Journal of Geophysical Research: Space Physics

Polar mesospheric clouds: Infrared measurements from the Midcourse Space Experiment


  • 10 November 2007


[1] Spatial Infrared Imaging Telescope (SPIRIT) III radiometer on the Midcourse Space Experiment (MSX) satellite measured highly structured infrared, IR, emission from polar mesospheric cloud (PMC) ice particles at northern latitudes above 51 degrees on 22 July 1996 in the 11.1 to 13.2 and 18.2 to 25.1 μm radiometer channels, bands C and E, respectively.
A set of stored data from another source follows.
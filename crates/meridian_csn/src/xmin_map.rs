//! Xmin deferral map.
//!
//! Remembers, for each of the last `defer_time` seconds of CSN time, the
//! oldest xid still considered running at that second. A snapshot imported
//! from the recent past is given the xmin recorded for its second, and the
//! oldest retained entry holds back vacuum so the row versions such a
//! snapshot needs survive.

use std::sync::atomic::{AtomicU64, Ordering};

use parking_lot::RwLock;

use meridian_common::error::CsnError;
use meridian_common::types::{Csn, Xid};
use meridian_observability::{record_deferred_xmin, record_snapshot_too_old};

/// Fixed-capacity ring addressed by logical second.
///
/// Second `s` lives in slot `s % capacity`. Only the `capacity` seconds
/// ending at the head second are addressable.
#[derive(Debug, Clone)]
pub struct SecondRing<T: Copy> {
    slots: Box<[T]>,
    head: usize,
    head_second: u64,
}

impl<T: Copy> SecondRing<T> {
    /// Ring of `capacity` slots (at least one), all holding `fill`.
    pub fn new(capacity: usize, fill: T) -> Self {
        let capacity = capacity.max(1);
        Self {
            slots: vec![fill; capacity].into_boxed_slice(),
            head: 0,
            head_second: 0,
        }
    }

    pub fn capacity(&self) -> usize {
        self.slots.len()
    }

    pub fn head_second(&self) -> u64 {
        self.head_second
    }

    fn slot_of(&self, second: u64) -> usize {
        (second % self.slots.len() as u64) as usize
    }

    /// Overwrite every slot with `value`.
    pub fn fill(&mut self, value: T) {
        self.slots.iter_mut().for_each(|s| *s = value);
    }

    pub fn head_value(&self) -> T {
        self.slots[self.head]
    }

    /// Value of the oldest addressable second (the slot after the head).
    pub fn oldest_value(&self) -> T {
        self.slots[(self.head + 1) % self.slots.len()]
    }

    /// Write `value` at `second`, which becomes the new head. The seconds
    /// skipped since the previous head, at most `capacity - 1` of them, take
    /// `backfill`.
    pub fn write_at(&mut self, second: u64, value: T, backfill: T) {
        let cap = self.slots.len() as u64;
        let gap = second.saturating_sub(self.head_second).min(cap);
        let head = self.slot_of(second);
        self.slots[head] = value;
        for back in 1..gap {
            let idx = (second - back) % cap;
            self.slots[idx as usize] = backfill;
        }
        self.head = head;
        self.head_second = second;
    }

    /// Value recorded for the nearest second at or before `second`.
    /// Seconds newer than the head read the head; seconds that fell out of
    /// the ring read `None`.
    pub fn read_at_or_before(&self, second: u64) -> Option<T> {
        if second >= self.head_second {
            return Some(self.head_value());
        }
        if self.head_second - second < self.slots.len() as u64 {
            Some(self.slots[self.slot_of(second)])
        } else {
            None
        }
    }
}

/// Per-second record of the oldest running xid, sized by the deferral
/// window in seconds.
pub struct XminMap {
    ring: RwLock<SecondRing<Xid>>,
    /// Mirror of the ring's head second, readable without the lock.
    last_csn_seconds: AtomicU64,
    /// Published horizon: never moves backwards.
    deferred_xmin: AtomicU64,
}

impl XminMap {
    pub fn new(defer_secs: u64) -> Self {
        Self {
            ring: RwLock::new(SecondRing::new(defer_secs as usize, Xid::INVALID)),
            last_csn_seconds: AtomicU64::new(0),
            deferred_xmin: AtomicU64::new(Xid::INVALID.0),
        }
    }

    pub fn window_secs(&self) -> u64 {
        self.ring.read().capacity() as u64
    }

    /// Seed every slot with the oldest active xid at node start.
    pub fn startup(&self, oldest_active: Xid) {
        let mut ring = self.ring.write();
        ring.fill(oldest_active);
        self.deferred_xmin.store(oldest_active.0, Ordering::Release);
        tracing::info!(
            oldest_active = oldest_active.0,
            window_secs = ring.capacity(),
            "xmin deferral map initialized"
        );
    }

    /// Note that a snapshot with `snapshot_csn` was taken. The first snapshot
    /// of each new second records the current oldest running xid;
    /// `oldest_running` is only evaluated then.
    pub fn record_snapshot<F>(&self, snapshot_csn: Csn, oldest_running: F)
    where
        F: FnOnce() -> Xid,
    {
        // Round up: the entry covers every snapshot taken during this second.
        let csn_seconds = snapshot_csn.seconds() + 1;
        if self.last_csn_seconds.load(Ordering::Acquire) >= csn_seconds {
            return;
        }

        let mut ring = self.ring.write();
        if self.last_csn_seconds.load(Ordering::Acquire) >= csn_seconds {
            return;
        }
        let current = oldest_running();
        let previous = ring.head_value();
        ring.write_at(csn_seconds, current, previous);
        self.last_csn_seconds.store(csn_seconds, Ordering::Release);
        let oldest = ring.oldest_value();
        drop(ring);

        let prev_horizon = self.deferred_xmin.fetch_max(oldest.0, Ordering::AcqRel);
        if oldest.0 > prev_horizon {
            record_deferred_xmin(oldest.0);
        }
        tracing::trace!(
            csn_seconds,
            oldest_running = current.0,
            deferred_xmin = oldest.0.max(prev_horizon),
            "xmin map advanced"
        );
    }

    /// Xmin a snapshot taken at `snapshot_csn` must use.
    pub fn xmin_for_snapshot(&self, snapshot_csn: Csn) -> Result<Xid, CsnError> {
        // Round down: the slot for a second holds the xmin of its start.
        let csn_seconds = snapshot_csn.seconds();
        let ring = self.ring.read();
        match ring.read_at_or_before(csn_seconds) {
            Some(xmin) => Ok(xmin),
            None => {
                record_snapshot_too_old();
                Err(CsnError::SnapshotTooOld {
                    snapshot_csn,
                    window_secs: ring.capacity() as u64,
                })
            }
        }
    }

    /// Oldest xmin any importable snapshot may still need.
    pub fn deferred_xmin(&self) -> Xid {
        Xid(self.deferred_xmin.load(Ordering::Acquire))
    }

    pub fn last_csn_seconds(&self) -> u64 {
        self.last_csn_seconds.load(Ordering::Acquire)
    }
}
Measurements of the PMC thermal emissions included the observation of an extended cloud at 84.8°N and 325.6°E at 0313:25 UT, a local solar time of approximately 0056. In this Earth limb observation, the radiance due to the PMC has been isolated from other sources-atmospheric emission, nonrejected off axis radiation from the terrestrial surface and zodiacal radiance-and inverted to determine the volume emission rates of the ice particles at a spatial resolution of 0.3 km in the altitude range from 83.4 to 86.4 km. The band C PMC volume emission rate profile has a maximum value at 84.0 ± 0.3 km and decreases to one half the peak value at 85.0 and 83.5 km. Temperatures in the range from 143 ± 7 to 130 ± 8 K and ice volume densities from 1.5 to 0.5 × 10−13 cm3 per cm3 were determined from the LWIR volume emission rates at altitudes from 83.4 to 86.4 km. The PMC ice densities are equivalent to an enriched gas phase water mixing ratio of 8 to 16 parts per million by volume, ppmv, and a vertical column mass density of 3.3 × 10−8 gms cm−2 in this observation.